Exercise in exact copying. Transcribe every entry that follows, word for word.

[Stored items]
—————

//! # Memory Bus Abstraction
//!
//! This module provides the `MemoryBus` trait that decouples the CPU from its
//! backing store, and `FlatMemory`, the uniform 64KB RAM the emulator runs on.
//!
//! ## Wraparound
//!
//! Addresses are `u16` and values are `u8`, so every access is already taken
//! modulo 65536 and every stored value modulo 256. Callers holding wider
//! integers normalize by truncating (`addr as u16`, `value as u8`). There is
//! no bus error: reads and writes always succeed.

/// Memory bus trait for CPU to read/write bytes.
///
/// # Examples
///
/// ```
/// use emu6502::{FlatMemory, MemoryBus};
///
/// let mut mem = FlatMemory::new();
/// mem.write(0x1234, 0x42);
/// assert_eq!(mem.read(0x1234), 0x42);
/// ```
///
/// ## Implementing Custom Memory
///
/// ```
/// use emu6502::MemoryBus;
///
/// struct MirroredRam {
///     ram: [u8; 0x0800],
/// }
///
/// impl MemoryBus for MirroredRam {
///     fn read(&self, addr: u16) -> u8 {
///         self.ram[(addr & 0x07FF) as usize]
///     }
///
///     fn write(&mut self, addr: u16, value: u8) {
///         self.ram[(addr & 0x07FF) as usize] = value;
///     }
/// }
///
/// let mut mem = MirroredRam { ram: [0; 0x0800] };
/// mem.write(0x0801, 0x99);
/// assert_eq!(mem.read(0x0001), 0x99);
/// ```
pub trait MemoryBus {
    /// Reads a byte from the specified 16-bit address.
    ///
    /// This method must never panic.
    fn read(&self, addr: u16) -> u8;

    /// Writes a byte to the specified 16-bit address.
    ///
    /// This method must never panic.
    fn write(&mut self, addr: u16, value: u8);

    /// Reads a little-endian 16-bit word from `addr` and `addr + 1`.
    ///
    /// The high-byte address wraps from 0xFFFF to 0x0000. No page-boundary
    /// quirk is applied.
    ///
    /// ```
    /// use emu6502::{FlatMemory, MemoryBus};
    ///
    /// let mut mem = FlatMemory::new();
    /// mem.write(0x0010, 0x34);
    /// mem.write(0x0011, 0x12);
    /// assert_eq!(mem.read_word(0x0010), 0x1234);
    /// ```
    fn read_word(&self, addr: u16) -> u16 {
        let lo = self.read(addr) as u16;
        let hi = self.read(addr.wrapping_add(1)) as u16;
        (hi << 8) | lo
    }

    /// Copies `bytes` into memory starting at `start`, wrapping past 0xFFFF.
    fn load(&mut self, start: u16, bytes: &[u8]) {
        for (offset, &byte) in bytes.iter().enumerate() {
            self.write(start.wrapping_add(offset as u16), byte);
        }
    }
}

/// Simple 64KB flat memory implementation.
///
/// All 65536 addresses map to a single zero-initialized RAM array. There is
/// no ROM, no mirroring, and no memory-mapped I/O.
///
/// # Examples
///
/// ```
/// use emu6502::{CPU, FlatMemory, MemoryBus};
///
/// let mut memory = FlatMemory::new();
/// memory.load(0x0000, &[0xA9, 0x05]); // LDA #$05
///
/// let mut cpu = CPU::new(memory);
/// cpu.step();
/// assert_eq!(cpu.a(), 0x05);
/// ```
#[derive(Clone)]
pub struct FlatMemory {
    /// 64KB contiguous memory array
    data: Box<[u8; 65536]>,
}

impl FlatMemory {
    /// Creates a new FlatMemory instance with all bytes initialized to zero.
    pub fn new() -> Self {
        Self {
            data: Box::new([0; 65536]),
        }
    }
}

impl Default for FlatMemory {
    fn default() -> Self {
        Self::new()
    }
}

impl std::fmt::Debug for FlatMemory {
    fn fmt(&self, f: &mut std::fmt::Formatter<'_>) -> std::fmt::Result {
        let used = self.data.iter().filter(|&&b| b != 0).count();
        f.debug_struct("FlatMemory")
            .field("nonzero_bytes", &used)
            .finish()
    }
}

impl MemoryBus for FlatMemory {
    fn read(&self, addr: u16) -> u8 {
        self.data[addr as usize]
    }

    fn write(&mut self, addr: u16, value: u8) {
        self.data[addr as usize] = value;
    }
}

#[cfg(test)]
mod tests {
    use super::*;

    #[test]
    fn test_flat_memory_read_write() {
        let mut mem = FlatMemory::new();

        assert_eq!(mem.read(0x0000), 0x00);
        assert_eq!(mem.read(0xFFFF), 0x00);

        mem.write(0x1234, 0x42);
        assert_eq!(mem.read(0x1234), 0x42);

        // Neighbours untouched
        assert_eq!(mem.read(0x1233), 0x00);
        assert_eq!(mem.read(0x1235), 0x00);
    }

    #[test]
    fn test_read_word_wraps_at_top_of_memory() {
        let mut mem = FlatMemory::new();
        mem.write(0xFFFF, 0xCD);
        mem.write(0x0000, 0xAB);

        assert_eq!(mem.read_word(0xFFFF), 0xABCD);
    }

    #[test]
    fn test_load_wraps_past_end() {
        let mut mem = FlatMemory::new();
        mem.load(0xFFFE, &[1, 2, 3, 4]);

        assert_eq!(mem.read(0xFFFE), 1);
        assert_eq!(mem.read(0xFFFF), 2);
        assert_eq!(mem.read(0x0000), 3);
        assert_eq!(mem.read(0x0001), 4);
    }
}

—————

## [Result of the exercise]
//! # Memory Bus Abstraction
//!
//! This module provides the `MemoryBus` trait that decouples the CPU from its
//! backing store, and `FlatMemory`, the uniform 64KB RAM the emulator runs on.
//!
//! ## Wraparound
//!
//! Addresses are `u16` and values are `u8`, so every access is already taken
//! modulo 65536 and every stored value modulo 256. Callers holding wider
//! integers normalize by truncating (`addr as u16`, `value as u8`). There is
//! no bus error: reads and writes always succeed.

/// Memory bus trait for CPU to read/write bytes.
///
/// # Examples
///
/// ```
/// use emu6502::{FlatMemory, MemoryBus};
///
/// let mut mem = FlatMemory::new();
/// mem.write(0x1234, 0x42);
/// assert_eq!(mem.read(0x1234), 0x42);
/// ```
///
/// ## Implementing Custom Memory
///
/// ```
/// use emu6502::MemoryBus;
///
/// struct MirroredRam {
///     ram: [u8; 0x0800],
/// }
///
/// impl MemoryBus for MirroredRam {
///     fn read(&self, addr: u16) -> u8 {
///         self.ram[(addr & 0x07FF) as usize]
///     }
///
///     fn write(&mut self, addr: u16, value: u8) {
///         self.ram[(addr & 0x07FF) as usize] = value;
///     }
/// }
///
/// let mut mem = MirroredRam { ram: [0; 0x0800] };
/// mem.write(0x0801, 0x99);
/// assert_eq!(mem.read(0x0001), 0x99);
/// ```
pub trait MemoryBus {
    /// Reads a byte from the specified 16-bit address.
    ///
    /// This method must never panic.
    fn read(&self, addr: u16) -> u8;

    /// Writes a byte to the specified 16-bit address.
    ///
    /// This method must never panic.
    fn write(&mut self, addr: u16, value: u8);

    /// Reads a little-endian 16-bit word from `addr` and `addr + 1`.
    ///
    /// The high-byte address wraps from 0xFFFF to 0x0000. No page-boundary
    /// quirk is applied.
    ///
    /// ```
    /// use emu6502::{FlatMemory, MemoryBus};
    ///
    /// let mut mem = FlatMemory::new();
    /// mem.write(0x0010, 0x34);
    /// mem.write(0x0011, 0x12);
    /// assert_eq!(mem.read_word(0x0010), 0x1234);
    /// ```
    fn read_word(&self, addr: u16) -> u16 {
        let lo = self.read(addr) as u16;
        let hi = self.read(addr.wrapping_add(1)) as u16;
        (hi << 8) | lo
    }

    /// Copies `bytes` into memory starting at `start`, wrapping past 0xFFFF.
    fn load(&mut self, start: u16, bytes: &[u8]) {
        for (offset, &byte) in bytes.iter().enumerate() {
            self.write(start.wrapping_add(offset as u16), byte);
        }
    }
}

/// Simple 64KB flat memory implementation.
///
/// All 65536 addresses map to a single zero-initialized RAM array. There is
/// no ROM, no mirroring, and no memory-mapped I/O.
///
/// # Examples
///
/// ```
/// use emu6502::{CPU, FlatMemory, MemoryBus};
///
/// let mut memory = FlatMemory::new();
/// memory.load(0x0000, &[0xA9, 0x05]); // LDA #$05
///
/// let mut cpu = CPU::new(memory);
/// cpu.step();
/// assert_eq!(cpu.a(), 0x05);
/// ```
#[derive(Clone)]
pub struct FlatMemory {
    /// 64KB contiguous memory array
    data: Box<[u8; 65536]>,
}

impl FlatMemory {
    /// Creates a new FlatMemory instance with all bytes initialized to zero.
    pub fn new() -> Self {
        Self {
            data: Box::new([0; 65536]),
        }
    }
}

impl Default for FlatMemory {
    fn default() -> Self {
        Self::new()
    }
}

impl std::fmt::Debug for FlatMemory {
    fn fmt(&self, f: &mut std::fmt::Formatter<'_>) -> std::fmt::Result {
        let used = self.data.iter().filter(|&&b| b != 0).count();
        f.debug_struct("FlatMemory")
            .field("nonzero_bytes", &used)
            .finish()
    }
}

impl MemoryBus for FlatMemory {
    fn read(&self, addr: u16) -> u8 {
        self.data[addr as usize]
    }

    fn write(&mut self, addr: u16, value: u8) {
        self.data[addr as usize] = value;
    }
}

#[cfg(test)]
mod tests {
    use super::*;

    #[test]
    fn test_flat_memory_read_write() {
        let mut mem = FlatMemory::new();

        assert_eq!(mem.read(0x0000), 0x00);
        assert_eq!(mem.read(0xFFFF), 0x00);

        mem.write(0x1234, 0x42);
        assert_eq!(mem.read(0x1234), 0x42);

        // Neighbours untouched
        assert_eq!(mem.read(0x1233), 0x00);
        assert_eq!(mem.read(0x1235), 0x00);
    }

    #[test]
    fn test_read_word_wraps_at_top_of_memory() {
        let mut mem = FlatMemory::new();
        mem.write(0xFFFF, 0xCD);
        mem.write(0x0000, 0xAB);

        assert_eq!(mem.read_word(0xFFFF), 0xABCD);
    }

    #[test]
    fn test_load_wraps_past_end() {
        let mut mem = FlatMemory::new();
        mem.load(0xFFFE, &[1, 2, 3, 4]);

        assert_eq!(mem.read(0xFFFE), 1);
        assert_eq!(mem.read(0xFFFF), 2);
        assert_eq!(mem.read(0x0000), 3);
        assert_eq!(mem.read(0x0001), 4);
    }
}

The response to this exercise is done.